The Crusty Curmudgeon’s Comic Classics ~ Superman: Digging for Gold in the Bronze Age, Part I

Superman: Digging for Gold in the Bronze Age, Part 1
Analyzing the Failures of the Superman Stories of the 1970s and Early 1980s

© 2013 Paradox Productions LLC

As discussed last time, the greatest era of Superman is generally considered to be the period after Mort Weisinger took the editorial reins of the character, circa the mid-1950s through the late 1960s (the Silver Age).

Conversely, the character’s weakest period was likely the Julie Schwartz era, from the early 1970s to the mid-1980s (the Bronze Age). If you got your start reading comics in this later era (like me), then you already know that finding a good Superman story amongst all the flotsam was quite a chore back then. So I thought I’d follow up my previous blog post with a survey of the best Superman tales of this time, along with an analysis of why the majority of them were so weak.

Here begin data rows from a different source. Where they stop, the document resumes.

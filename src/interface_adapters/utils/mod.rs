pub mod ids;
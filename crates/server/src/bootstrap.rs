use std::sync::Arc;

use thiserror::Error;
use tracing::{info, warn};

use kopi_agent::catalog::{HttpProductSource, ProductSource};
use kopi_agent::index::ProductIndex;
use kopi_agent::llm::{HttpLlmClient, LlmClient};
use kopi_agent::router::DispatchRouter;
use kopi_agent::tools::{OutletTool, ProductTool};
use kopi_core::config::{AppConfig, ConfigError, LoadOptions};
use kopi_db::{connect_with_settings, fixtures, migrations, DbPool, SqlOutletStore, StoreError};

use crate::routes::ApiState;

pub struct Application {
    pub config: AppConfig,
    pub db_pool: DbPool,
    pub dispatch: Arc<DispatchRouter>,
    pub api_state: ApiState,
}

#[derive(Debug, Error)]
pub enum BootstrapError {
    #[error(transparent)]
    Config(#[from] ConfigError),
    #[error("database connection failed: {0}")]
    DatabaseConnect(#[source] sqlx::Error),
    #[error("database migration failed: {0}")]
    Migration(#[source] sqlx::migrate::MigrateError),
    #[error("outlet seeding failed: {0}")]
    Seed(#[source] StoreError),
}

pub async fn bootstrap(options: LoadOptions) -> Result<Application, BootstrapError> {
    let config = AppConfig::load(options)?;
    bootstrap_with_config(config).await
}

pub async fn bootstrap_with_config(config: AppConfig) -> Result<Application, BootstrapError> {
    info!(event_name = "system.bootstrap.start", "starting application bootstrap");

    let db_pool = connect_with_settings(
        &config.database.url,
        config.database.max_connections,
        config.database.timeout_secs,
    )
    .await
    .map_err(BootstrapError::DatabaseConnect)?;
    info!(event_name = "system.bootstrap.database_connected", "database connection established");

    migrations::run_pending(&db_pool).await.map_err(BootstrapError::Migration)?;
    info!(event_name = "system.bootstrap.migrations_applied", "database migrations applied");

    let seeded = fixtures::seed_if_empty(&db_pool).await.map_err(BootstrapError::Seed)?;
    info!(
        event_name = "system.bootstrap.outlets_seeded",
        inserted = seeded.inserted,
        already_seeded = seeded.already_seeded,
        "outlet seed state checked"
    );

    let index = build_product_index(&config).await;
    info!(
        event_name = "system.bootstrap.product_index_built",
        documents = index.len(),
        "product index built"
    );

    let llm: Arc<dyn LlmClient> = Arc::new(HttpLlmClient::from_config(&config.llm));
    let store = Arc::new(SqlOutletStore::new(db_pool.clone()));

    let api_state = ApiState {
        products: Arc::new(ProductTool::new(index.clone(), llm.clone())),
        outlets: Arc::new(OutletTool::new(store.clone())),
    };
    let dispatch = Arc::new(DispatchRouter::new(
        ProductTool::new(index, llm.clone()),
        OutletTool::new(store),
        llm,
    ));

    Ok(Application { config, db_pool, dispatch, api_state })
}

/// Fetch product names and build the index. An unreachable or empty catalog
/// degrades to an empty index so the rest of the service still starts.
async fn build_product_index(config: &AppConfig) -> ProductIndex {
    let Some(source_url) = config.catalog.source_url.as_deref() else {
        info!(
            event_name = "system.bootstrap.catalog_disabled",
            "no catalog source configured; product index starts empty"
        );
        return ProductIndex::default();
    };

    let source = HttpProductSource::from_config(&config.catalog, source_url);
    match source.product_names().await {
        Ok(names) => ProductIndex::build(names),
        Err(error) => {
            warn!(
                event_name = "system.bootstrap.catalog_unreachable",
                error = %error,
                "catalog fetch failed; product index starts empty"
            );
            ProductIndex::default()
        }
    }
}

#[cfg(test)]
mod tests {
    use kopi_core::config::{ConfigOverrides, LoadOptions};
    use kopi_db::SEED_OUTLETS;

    use crate::bootstrap::bootstrap;

    fn file_overrides(dir: &tempfile::TempDir) -> LoadOptions {
        let db_path = dir.path().join("kopi-test.db");
        LoadOptions {
            config_path: Some("does-not-exist.toml".into()),
            overrides: ConfigOverrides {
                database_url: Some(format!("sqlite://{}?mode=rwc", db_path.display())),
                ..ConfigOverrides::default()
            },
            ..LoadOptions::default()
        }
    }

    #[tokio::test]
    async fn bootstrap_prepares_schema_and_seed_data() {
        let dir = tempfile::tempdir().expect("temp dir");
        let app = bootstrap(file_overrides(&dir)).await.expect("bootstrap should succeed");

        let (table_count,): (i64,) = sqlx::query_as(
            "SELECT COUNT(*) FROM sqlite_master WHERE type = 'table' AND name = 'outlets'",
        )
        .fetch_one(&app.db_pool)
        .await
        .expect("outlets table should exist after bootstrap");
        assert_eq!(table_count, 1);

        let (row_count,): (i64,) = sqlx::query_as("SELECT COUNT(*) FROM outlets")
            .fetch_one(&app.db_pool)
            .await
            .expect("seeded rows should be countable");
        assert_eq!(row_count, SEED_OUTLETS.len() as i64);

        app.db_pool.close().await;
    }

    #[tokio::test]
    async fn bootstrap_without_catalog_source_starts_with_empty_index() {
        let dir = tempfile::tempdir().expect("temp dir");
        let app = bootstrap(file_overrides(&dir)).await.expect("bootstrap should succeed");

        // The dispatch router still answers outlet queries from the store.
        let reply = app.dispatch.handle("smoke", "outlets in kuala lumpur").await;
        assert!(reply.starts_with("I found the following outlets:"), "got: {reply}");

        app.db_pool.close().await;
    }

    #[tokio::test]
    async fn bootstrap_rejects_invalid_configuration() {
        let result = bootstrap(LoadOptions {
            config_path: Some("does-not-exist.toml".into()),
            overrides: kopi_core::config::ConfigOverrides {
                database_url: Some("postgres://localhost/kopi".to_string()),
                ..Default::default()
            },
            ..LoadOptions::default()
        })
        .await;

        let message = result.err().expect("error").to_string();
        assert!(message.contains("database.url"));
    }
}
pub mod commands;

use clap::{Parser, Subcommand};
use std::process::ExitCode;

#[derive(Debug, Parser)]
#[command(
    name = "kopi",
    about = "Kopi assistant operator CLI",
    long_about = "Operate the kopi assistant: migrations, outlet seeding, readiness checks, and an interactive chat loop.",
    after_help = "Examples:\n  kopi doctor --json\n  kopi seed\n  kopi chat"
)]
pub struct Cli {
    #[command(subcommand)]
    command: Command,
}

#[derive(Debug, Subcommand)]
enum Command {
    #[command(about = "Apply pending database migrations and return structured status output")]
    Migrate,
    #[command(about = "Migrate, load the outlet seed dataset, and verify predicate coverage")]
    Seed,
    #[command(about = "Validate config, LLM readiness, and database connectivity checks")]
    Doctor {
        #[arg(long, help = "Emit machine-readable JSON output")]
        json: bool,
    },
    #[command(about = "Start an interactive chat session against the dispatch router")]
    Chat,
}

pub fn run() -> ExitCode {
    let cli = Cli::parse();

    let result = match cli.command {
        Command::Migrate => commands::migrate::run(),
        Command::Seed => commands::seed::run(),
        Command::Doctor { json } => {
            commands::CommandResult { exit_code: 0, output: commands::doctor::run(json) }
        }
        Command::Chat => return commands::chat::run(),
    };

    println!("{}", result.output);
    ExitCode::from(result.exit_code)
}
mod bootstrap;
mod health;
mod routes;

use anyhow::Result;
use kopi_core::config::{AppConfig, LoadOptions};

fn init_logging(config: &AppConfig) {
    use kopi_core::config::LogFormat::*;
    use tracing::Level;

    let log_level = config.logging.level.parse::<Level>().unwrap_or(Level::INFO);

    match config.logging.format {
        Compact => {
            tracing_subscriber::fmt().with_target(false).with_max_level(log_level).compact().init();
        }
        Pretty => {
            tracing_subscriber::fmt().with_target(false).with_max_level(log_level).pretty().init();
        }
        Json => {
            tracing_subscriber::fmt().with_target(false).with_max_level(log_level).json().init();
        }
    }
}

#[tokio::main]
async fn main() -> Result<()> {
    run().await
}

pub async fn run() -> Result<()> {
    // Load config and initialize logging before any other operations
    let config = AppConfig::load(LoadOptions::default())?;
    init_logging(&config);

    let app = bootstrap::bootstrap_with_config(config).await?;

    health::spawn(
        &app.config.server.bind_address,
        app.config.server.health_check_port,
        app.db_pool.clone(),
    )
    .await?;

    // The dispatch router is the chat-facing surface; the CLI drives it.
    let _ = &app.dispatch;

    let api = routes::router(app.api_state.clone());
    let address =
        format!("{}:{}", app.config.server.bind_address, app.config.server.api_port);
    let listener = tokio::net::TcpListener::bind(&address).await?;

    tracing::info!(
        event_name = "system.server.started",
        bind_address = %address,
        "kopi-server started"
    );

    axum::serve(listener, api).with_graceful_shutdown(wait_for_shutdown()).await?;

    tracing::info!(event_name = "system.server.stopping", "kopi-server stopping");

    app.db_pool.close().await;
    Ok(())
}

async fn wait_for_shutdown() {
    if let Err(error) = tokio::signal::ctrl_c().await {
        tracing::error!(
            event_name = "system.server.signal_error",
            error = %error,
            "failed to listen for shutdown signal"
        );
    }
}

To begin, let me clarify that I do not mean to say that Schwartz was a bad editor. He was proficient with the revivals of The Flash, Green Lantern, etc.; and did a great job with the Justice League and then Batman. But I don’t think he was ever the right fit for Superman. In fact, based on everything I’ve read about him, I’d bet that if he had been given complete freedom to do what he liked, he probably would have stuck to Mystery in Space with Adam Strange and/or other sci-fi anthology titles.

The “science” part of sci-fi was usually emphasized strongly in Schwartz’s books. At times, this science could become overly intricate and complex. Even so, more often than not it worked well with The Flash and Green Lantern (and it fit perfectly with Adam Strange).

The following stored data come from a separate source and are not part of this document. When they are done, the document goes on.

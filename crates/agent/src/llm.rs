use std::time::Duration;

use async_trait::async_trait;
use secrecy::{ExposeSecret, SecretString};
use serde::{Deserialize, Serialize};
use thiserror::Error;
use tracing::warn;

use kopi_core::config::LlmConfig;

/// Completion failures, split by whether retrying can help. Timeouts and
/// transport-level problems are retryable; a rejected request or a malformed
/// body will not get better on a second attempt.
#[derive(Clone, Debug, Error, PartialEq, Eq)]
pub enum LlmError {
    #[error("llm request timed out after {timeout_secs}s")]
    Timeout { timeout_secs: u64 },
    #[error("llm transport failure: {0}")]
    Transport(String),
    #[error("llm endpoint rejected the request: {0}")]
    Rejected(String),
    #[error("llm returned a malformed response: {0}")]
    Malformed(String),
}

impl LlmError {
    pub fn is_retryable(&self) -> bool {
        matches!(self, Self::Timeout { .. } | Self::Transport(_))
    }
}

#[async_trait]
pub trait LlmClient: Send + Sync {
    async fn complete(&self, prompt: &str) -> Result<String, LlmError>;
}

/// Client for an OpenAI-compatible `/v1/chat/completions` endpoint. Both
/// supported providers (openai, ollama) speak this surface.
pub struct HttpLlmClient {
    client: reqwest::Client,
    endpoint: String,
    api_key: Option<SecretString>,
    model: String,
    timeout_secs: u64,
    max_retries: u32,
}

const OPENAI_BASE_URL: &str = "https://api.openai.com";

impl HttpLlmClient {
    pub fn from_config(config: &LlmConfig) -> Self {
        let base_url = config
            .base_url
            .as_deref()
            .unwrap_or(OPENAI_BASE_URL)
            .trim_end_matches('/')
            .to_string();

        Self {
            client: reqwest::Client::builder()
                .timeout(Duration::from_secs(config.timeout_secs))
                .build()
                .unwrap_or_default(),
            endpoint: format!("{base_url}/v1/chat/completions"),
            api_key: config.api_key.clone(),
            model: config.model.clone(),
            timeout_secs: config.timeout_secs,
            max_retries: config.max_retries,
        }
    }

    async fn complete_once(&self, prompt: &str) -> Result<String, LlmError> {
        let payload = ChatRequest {
            model: &self.model,
            messages: vec![ChatMessage { role: "user", content: prompt }],
            temperature: 0.7,
        };

        let mut request = self.client.post(&self.endpoint).json(&payload);
        if let Some(key) = &self.api_key {
            request = request.bearer_auth(key.expose_secret());
        }

        let response = request.send().await.map_err(|error| {
            if error.is_timeout() {
                LlmError::Timeout { timeout_secs: self.timeout_secs }
            } else {
                LlmError::Transport(error.to_string())
            }
        })?;

        let status = response.status();
        if status.is_server_error() {
            return Err(LlmError::Transport(format!("server returned {status}")));
        }
        if !status.is_success() {
            let body = response.text().await.unwrap_or_default();
            return Err(LlmError::Rejected(format!("{status}: {body}")));
        }

        let completion: ChatResponse =
            response.json().await.map_err(|error| LlmError::Malformed(error.to_string()))?;
        completion
            .choices
            .into_iter()
            .next()
            .map(|choice| choice.message.content)
            .ok_or_else(|| LlmError::Malformed("response contained no choices".to_string()))
    }
}

#[async_trait]
impl LlmClient for HttpLlmClient {
    async fn complete(&self, prompt: &str) -> Result<String, LlmError> {
        with_retries(self.max_retries, || self.complete_once(prompt)).await
    }
}

/// Run `operation` up to `max_retries` extra times, backing off between
/// attempts. Only retryable errors trigger another attempt; terminal errors
/// return immediately.
async fn with_retries<T, F, Fut>(max_retries: u32, mut operation: F) -> Result<T, LlmError>
where
    F: FnMut() -> Fut,
    Fut: std::future::Future<Output = Result<T, LlmError>>,
{
    let mut attempt: u32 = 0;
    loop {
        match operation().await {
            Ok(value) => return Ok(value),
            Err(error) if error.is_retryable() && attempt < max_retries => {
                attempt += 1;
                let backoff = Duration::from_millis(250 * 2u64.pow(attempt.min(6)));
                warn!(
                    event_name = "llm.request.retry",
                    attempt,
                    backoff_ms = backoff.as_millis() as u64,
                    error = %error,
                    "retrying llm completion"
                );
                tokio::time::sleep(backoff).await;
            }
            Err(error) => return Err(error),
        }
    }
}

#[derive(Serialize)]
struct ChatRequest<'a> {
    model: &'a str,
    messages: Vec<ChatMessage<'a>>,
    temperature: f32,
}

#[derive(Serialize)]
struct ChatMessage<'a> {
    role: &'a str,
    content: &'a str,
}

#[derive(Deserialize)]
struct ChatResponse {
    choices: Vec<ChatChoice>,
}

#[derive(Deserialize)]
struct ChatChoice {
    message: ChatReply,
}

#[derive(Deserialize)]
struct ChatReply {
    content: String,
}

With Superman, though, this became a dilemma. Because Superman is so very powerful, there’s no need to resort to such trickery as vibrating every molecule of his body, like The Flash, to break free of Gorilla Grodd’s death grip.

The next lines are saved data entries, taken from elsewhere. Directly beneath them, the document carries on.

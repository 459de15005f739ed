//! Collaborator clients and dispatch orchestration for the kopi assistant.
//!
//! This crate owns everything that talks to the outside world on behalf of
//! the chat loop:
//! - `llm` - the pluggable completion client with timeout + bounded retry
//! - `catalog` - product-name fetching from the shop page
//! - `index` - top-k product snippet retrieval
//! - `tools` - the product and outlet tools built on those clients
//! - `router` - intent dispatch, plan/act fallback, per-session history
//!
//! # Safety Principle
//!
//! The LLM is strictly a text generator. Routing decisions, arithmetic, and
//! SQL compilation are deterministic `kopi-core` code; collaborator failures
//! stop at the dispatch boundary as apologies and never decide anything.

pub mod catalog;
pub mod index;
pub mod llm;
pub mod router;
pub mod tools;

pub use catalog::{HttpProductSource, ProductSource};
pub use index::ProductIndex;
pub use llm::{HttpLlmClient, LlmClient, LlmError};
pub use router::DispatchRouter;
pub use tools::{OutletTool, ProductTool};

Superman should be strong enough to break free through sheer strength. In fact, he should be able to beat most super villains with good old-fashioned muscle. Despite this, the Bronze Age Superman often eschewed using his super strength and would instead regularly use other powers in the most arcane, convoluted ways. When read today, this comes off like needless plot padding at best, or just plain ridiculous and/or stupid at worst.

For example, Action Comics #456 (cover date Feb. 1976) was clearly designed to capitalize on the Jaws craze that the film sparked in the summer of ’75. Titled “Jaws of the Killer Shark,” the cover was even a straight up rip-off of the Jaws movie poster, with a huge shark bursting out of the ocean to take a bite out of Superman’s cape.

(Click to see larger.)

(Click to see larger.)

Written by Cary Bates and illustrated by Curt Swan, things get off to a strong start with Superman dramatically battling the Shark (who flies in a stream of water he controls telekinetically) in the air over Metropolis.

As a kid that was all I needed. The rest of the story should be a lay-up, right? But then near the end, Superman figures out the only way to beat the Shark is to cut off his breathing supply. As a mutant creature, the Shark doesn’t extract oxygen from the water like a conventional fish; he extracts ozone, which Superman realizes because ozone is a blue gas and the Shark has this blue aura and…ugh! Enough with the science lesson, okay? I just want to see Superman punch a shark already!

Here’s another one: In Action Comics #426, Terra-Man has guns drawn on Superman and Supes disarms him by kicking off one of his boots. With all the powers at his disposal, why would Superman do this? Couldn’t he have simply used his heat vision to destroy the weapons? Or better yet, punch Terra-Man in the face before he had a chance to pull the trigger?


Speaking of Terra-Man, allow me to digress a moment: Terra-Man was probably the biggest addition to Superman’s rogues gallery in this era and, sadly, he’s a terribly executed character.

If you’re unfamiliar with his backstory, Terra-Man was a boy born in the Old West who was taken from that era and raised by an alien being in another galaxy. Since he was taken away as a fairly young child, it’s logical to assume adult Terra-Man would be a largely alien character with just a touch of Old West affectation. Instead it’s the other way around: He’s a stereotypical cowboy with a whole lot of silly sci-fi trick guns, lariats, spurs, etc., plus the clichéd cowboy vocabulary.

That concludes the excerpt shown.